Thongprayoon Charat, Cheungpasitporn Wisit, Lin Jing, Mao Michael A, Qian Qi
Department of Anesthesiology, Mayo Clinic College of Medicine, Rochester, MN, USA.
Department of Medicine, Division of Nephrology and Hypertension, Mayo Clinic College of Medicine, Rochester, MN, USA.
Clin Kidney J. 2017 Oct;10(5):648-654. doi: 10.1093/ckj/sfx016. Epub 2017 Apr 16.
Data on postoperative acute kidney injury (AKI) in octogenarians are limited. This study examines the AKI occurrence and clinical impact in octogenarians following open-heart valve replacement surgery in two periods over the last 15 years.
A total of 452 consecutive octogenarians (non-kidney transplant and non-dialysis) who underwent heart valve replacement at the Mayo Clinic during the years 2011-13 (contemporary cohort) were examined. The results were compared with a comparable 209 consecutive octogenarians in 2002-03 (past cohort). Pre-existing chronic kidney disease (CKD) was defined based on estimated glomerular filtration rate (Chronic Kidney Disease Epidemiology Collaboration formula). Outcomes included postoperative AKI defined by the Acute Kidney Injury Network (AKIN) criteria, length of hospital stay (LOS), discharge disposition and patient survival (hospital and 1 year).

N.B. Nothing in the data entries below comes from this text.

//! Content node data and definition parsing.
//!
//! A [`Node`] holds the attributes a node defines itself. Attributes that
//! inherit down the tree (`language`, `template`, `navigable`, `enabled`)
//! are stored as `Option`s here and resolved against ancestors by
//! [`ContentTree`](crate::ContentTree).

use std::cmp::Ordering;

use ona_renderer::RenderEngine;
use percent_encoding::{AsciiSet, NON_ALPHANUMERIC, utf8_percent_encode};
use serde::Deserialize;

/// Characters left unescaped in a path segment.
///
/// Unreserved characters plus the sub-delimiters that are legal inside a
/// path segment.
const SEGMENT: &AsciiSet = &NON_ALPHANUMERIC
    .remove(b'-')
    .remove(b'_')
    .remove(b'.')
    .remove(b'~')
    .remove(b'$')
    .remove(b'&')
    .remove(b'+')
    .remove(b',')
    .remove(b';')
    .remove(b'=')
    .remove(b':')
    .remove(b'@');

/// Percent-escape a single path segment and lower-case the result.
///
/// Node slugs and request lookup keys both go through this function, so a
/// request for `/Caf%C3%A9` finds the node named `café`.
#[must_use]
pub fn escape_segment(segment: &str) -> String {
    utf8_percent_encode(segment, SEGMENT)
        .to_string()
        .to_lowercase()
}

/// Parse a flag value.
///
/// `1`, `on`, `true` and anything starting with `enable` are true
/// (case-insensitive). Everything else is false.
#[must_use]
pub fn parse_flag(value: &str) -> bool {
    let value = value.trim().to_lowercase();
    value == "1" || value == "on" || value == "true" || value.starts_with("enable")
}

/// Parse a flag that may be left unset (empty string) for inheritance.
fn parse_optional_flag(value: &str) -> Option<bool> {
    if value.trim().is_empty() {
        None
    } else {
        Some(parse_flag(value))
    }
}

/// Parse an integer attribute where `-1` and unparseable values mean unset.
fn parse_sentinel(value: &str) -> Option<i64> {
    value.trim().parse().ok().filter(|&v| v != -1)
}

fn non_empty_lower(value: &str) -> Option<String> {
    let value = value.trim();
    if value.is_empty() {
        None
    } else {
        Some(value.to_lowercase())
    }
}

/// A scalar value in a definition file.
///
/// Definition authors write `weight: 3`, `weight: "3"` or `enabled: yes`
/// interchangeably; every form is read back as text.
#[derive(Clone, Debug, Deserialize, PartialEq)]
#[serde(untagged)]
pub enum Scalar {
    Bool(bool),
    Int(i64),
    Float(f64),
    Text(String),
}

impl Scalar {
    /// Text form of the value.
    #[must_use]
    pub fn into_text(self) -> String {
        match self {
            Self::Bool(b) => b.to_string(),
            Self::Int(i) => i.to_string(),
            Self::Float(f) => f.to_string(),
            Self::Text(s) => s,
        }
    }
}

fn text(value: Option<Scalar>) -> String {
    value.map(Scalar::into_text).unwrap_or_default()
}

/// A custom key/value property as written in a definition file.
#[derive(Clone, Debug, Deserialize, PartialEq)]
pub struct PropertyDefinition {
    pub key: Scalar,
    #[serde(default)]
    pub value: Option<Scalar>,
}

/// Node definition as read from a YAML file.
#[derive(Clone, Debug, Default, Deserialize, PartialEq)]
#[serde(default)]
pub struct NodeDefinition {
    pub title: Option<Scalar>,
    pub description: Option<Scalar>,
    pub weight: Option<Scalar>,
    pub created: Option<Scalar>,
    pub last_modified: Option<Scalar>,
    pub language: Option<Scalar>,
    pub engine: Option<Scalar>,
    pub template: Option<Scalar>,
    pub navigable: Option<Scalar>,
    pub enabled: Option<Scalar>,
    pub content: Option<Scalar>,
    pub content_file: Option<Scalar>,
    pub redirect_to: Option<Scalar>,
    pub application_endpoint: Option<Scalar>,
    pub properties: Vec<PropertyDefinition>,
}

/// A custom node property.
#[derive(Clone, Debug, PartialEq, Eq)]
pub struct Property {
    pub key: String,
    pub value: String,
}

/// One content page.
#[derive(Clone, Debug, Default, PartialEq, Eq)]
pub struct Node {
    /// Name given by the loader (file basename).
    pub name: String,
    pub title: String,
    pub description: String,
    /// Sort weight among siblings. `None` sorts after all weighted siblings.
    pub weight: Option<i64>,
    /// Creation time (unix seconds).
    pub created: Option<i64>,
    /// Last modification time (unix seconds).
    pub last_modified: Option<i64>,
    /// Explicit language, lower-cased. `None` inherits.
    pub language: Option<String>,
    /// Explicit template name, lower-cased. `None` inherits.
    pub template: Option<String>,
    /// Explicit navigable flag. `None` inherits.
    pub navigable: Option<bool>,
    /// Explicit enabled flag. `None` inherits.
    pub enabled: Option<bool>,
    /// Render engine name, lower-cased.
    pub engine: String,
    /// Raw body.
    pub content: String,
    /// Content file named by the definition, relative to it.
    pub content_file: Option<String>,
    /// Redirect target. Non-empty makes the node a pure redirect.
    pub redirect_to: String,
    /// Whether the node handles every path below its own.
    pub application_endpoint: bool,
    pub properties: Vec<Property>,
}

impl Node {
    /// Create an empty node with the given name.
    #[must_use]
    pub fn new(name: impl Into<String>) -> Self {
        Self {
            name: name.into(),
            ..Self::default()
        }
    }

    /// Build a node from its parsed definition.
    #[must_use]
    pub fn from_definition(name: impl Into<String>, def: NodeDefinition) -> Self {
        let content_file = non_empty(text(def.content_file));
        Self {
            name: name.into(),
            title: text(def.title),
            description: text(def.description),
            weight: parse_sentinel(&text(def.weight)),
            created: parse_sentinel(&text(def.created)),
            last_modified: parse_sentinel(&text(def.last_modified)),
            language: non_empty_lower(&text(def.language)),
            template: non_empty_lower(&text(def.template)),
            navigable: parse_optional_flag(&text(def.navigable)),
            enabled: parse_optional_flag(&text(def.enabled)),
            engine: text(def.engine).trim().to_lowercase(),
            content: text(def.content),
            content_file,
            redirect_to: text(def.redirect_to).trim().to_owned(),
            application_endpoint: parse_flag(&text(def.application_endpoint)),
            properties: def
                .properties
                .into_iter()
                .map(|p| Property {
                    key: p.key.into_text(),
                    value: text(p.value),
                })
                .collect(),
        }
    }

    /// Slug used as this node's path segment.
    #[must_use]
    pub fn slug(&self) -> String {
        escape_segment(&self.name)
    }

    /// Engine selected by [`Node::engine`].
    #[must_use]
    pub fn render_engine(&self) -> RenderEngine {
        RenderEngine::from_name(&self.engine)
    }

    /// First property with the given key on this node only.
    #[must_use]
    pub fn property(&self, key: &str) -> Option<&str> {
        self.properties
            .iter()
            .find(|p| p.key == key)
            .map(|p| p.value.as_str())
    }
}

fn non_empty(value: String) -> Option<String> {
    if value.trim().is_empty() {
        None
    } else {
        Some(value)
    }
}

/// Ordering of siblings within one directory level.
///
/// Weighted nodes come first, by ascending weight. Unweighted nodes follow,
/// by ascending creation time (unset creation time first).
#[must_use]
pub fn sibling_order(a: &Node, b: &Node) -> Ordering {
    match (a.weight, b.weight) {
        (Some(wa), Some(wb)) => wa.cmp(&wb),
        (Some(_), None) => Ordering::Less,
        (None, Some(_)) => Ordering::Greater,
        (None, None) => a.created.cmp(&b.created),
    }
}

AKI occurrence in the contemporary cohort was lower than the past cohort (35% versus 47%, respectively, P < 0.003). Compared with the past cohort, the contemporary cohort had fewer known perioperative AKI risk factors (pre-existing CKD, comorbidity, heart failure, surgical duration, cross-clamp time, blood transfusion and large-volume intravenous fluids). In both periods, AKI adversely impacts mortality, LOS and discharge to a care facility.

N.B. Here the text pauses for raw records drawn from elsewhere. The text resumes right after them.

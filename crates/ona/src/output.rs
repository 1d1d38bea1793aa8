//! Colored status lines on stderr.

use console::{Style, Term};

/// Status line printer for CLI commands.
pub(crate) struct Output {
    term: Term,
    success: Style,
    warning: Style,
    error: Style,
}

impl Output {
    #[must_use]
    pub(crate) fn new() -> Self {
        Self {
            term: Term::stderr(),
            success: Style::new().green(),
            warning: Style::new().yellow(),
            error: Style::new().red().bold(),
        }
    }

    pub(crate) fn info(&self, msg: &str) {
        self.write(msg);
    }

    pub(crate) fn success(&self, msg: &str) {
        self.write(&self.success.apply_to(msg).to_string());
    }

    pub(crate) fn warning(&self, msg: &str) {
        self.write(&self.warning.apply_to(msg).to_string());
    }

    pub(crate) fn error(&self, msg: &str) {
        self.write(&self.error.apply_to(msg).to_string());
    }

    /// Write one line, ignoring a closed stderr.
    fn write(&self, line: &str) {
        let _ = self.term.write_line(line);
    }
}
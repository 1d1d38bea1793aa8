//! Environment variable expansion for configuration strings.

use crate::ConfigError;

/// Expand environment variable references in a string.
///
/// Supports:
/// - `${VAR}` - expands to the value of VAR, errors if unset
/// - `${VAR:-default}` - expands to VAR if set, otherwise uses default
///
/// Bare `$VAR` syntax is left untouched, only the braced form is expanded.
pub(crate) fn expand_env(value: &str, field: &str) -> Result<String, ConfigError> {
    if !value.contains("${") {
        return Ok(value.to_owned());
    }

    shellexpand::env_with_context(value, |var| -> Result<Option<String>, UnsetVar> {
        std::env::var(var).map(Some).map_err(|_| UnsetVar {
            name: var.to_owned(),
        })
    })
    .map(std::borrow::Cow::into_owned)
    .map_err(|e| ConfigError::EnvVar {
        field: field.to_owned(),
        message: format!("${{{0}}} not set", e.cause.name),
    })
}

/// Lookup failure for an unset variable.
struct UnsetVar {
    name: String,
}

Postoperative AKI in octogenarians following heart valve replacement surgery has declined over the last decade. As a result, the AKI-attributable percentage mortality has accordingly decreased. However, AKI continues to exert a heavy morbidity and mortality burden. These results are highly pertinent to practice since the octogenarian population is growing.
关于八旬老人术后急性肾损伤(AKI)的数据有限。本研究调查了过去15年中两个时期八旬老人在心脏瓣膜置换手术后的AKI发生率及临床影响。
对2011 - 2013年期间在梅奥诊所接受心脏瓣膜置换手术的452例连续八旬老人(非肾移植且非透析患者)进行了检查(当代队列)。将结果与2002 - 2003年期间209例连续八旬老人(过去队列)进行比较。根据估算的肾小球滤过率(慢性肾脏病流行病学合作公式)定义既往存在的慢性肾脏病(CKD)。结局指标包括根据急性肾损伤网络(AKIN)标准定义的术后AKI、住院时间(LOS)、出院去向及患者生存率(住院期间和1年)。
当代队列中AKI的发生率低于过去队列(分别为35%和47%,P < 0.003)。与过去队列相比,当代队列中已知的围手术期AKI危险因素较少(既往存在的CKD、合并症、心力衰竭、手术时间、主动脉阻断时间、输血及大量静脉输液)。在两个时期,AKI均对死亡率、LOS及转至护理机构产生不利影响。
在过去十年中,八旬老人心脏瓣膜置换手术后的术后AKI有所下降。因此,AKI所致的死亡率百分比相应降低。然而,AKI仍然造成沉重的发病和死亡负担。鉴于八旬老人群体在不断增加,这些结果与临床实践高度相关。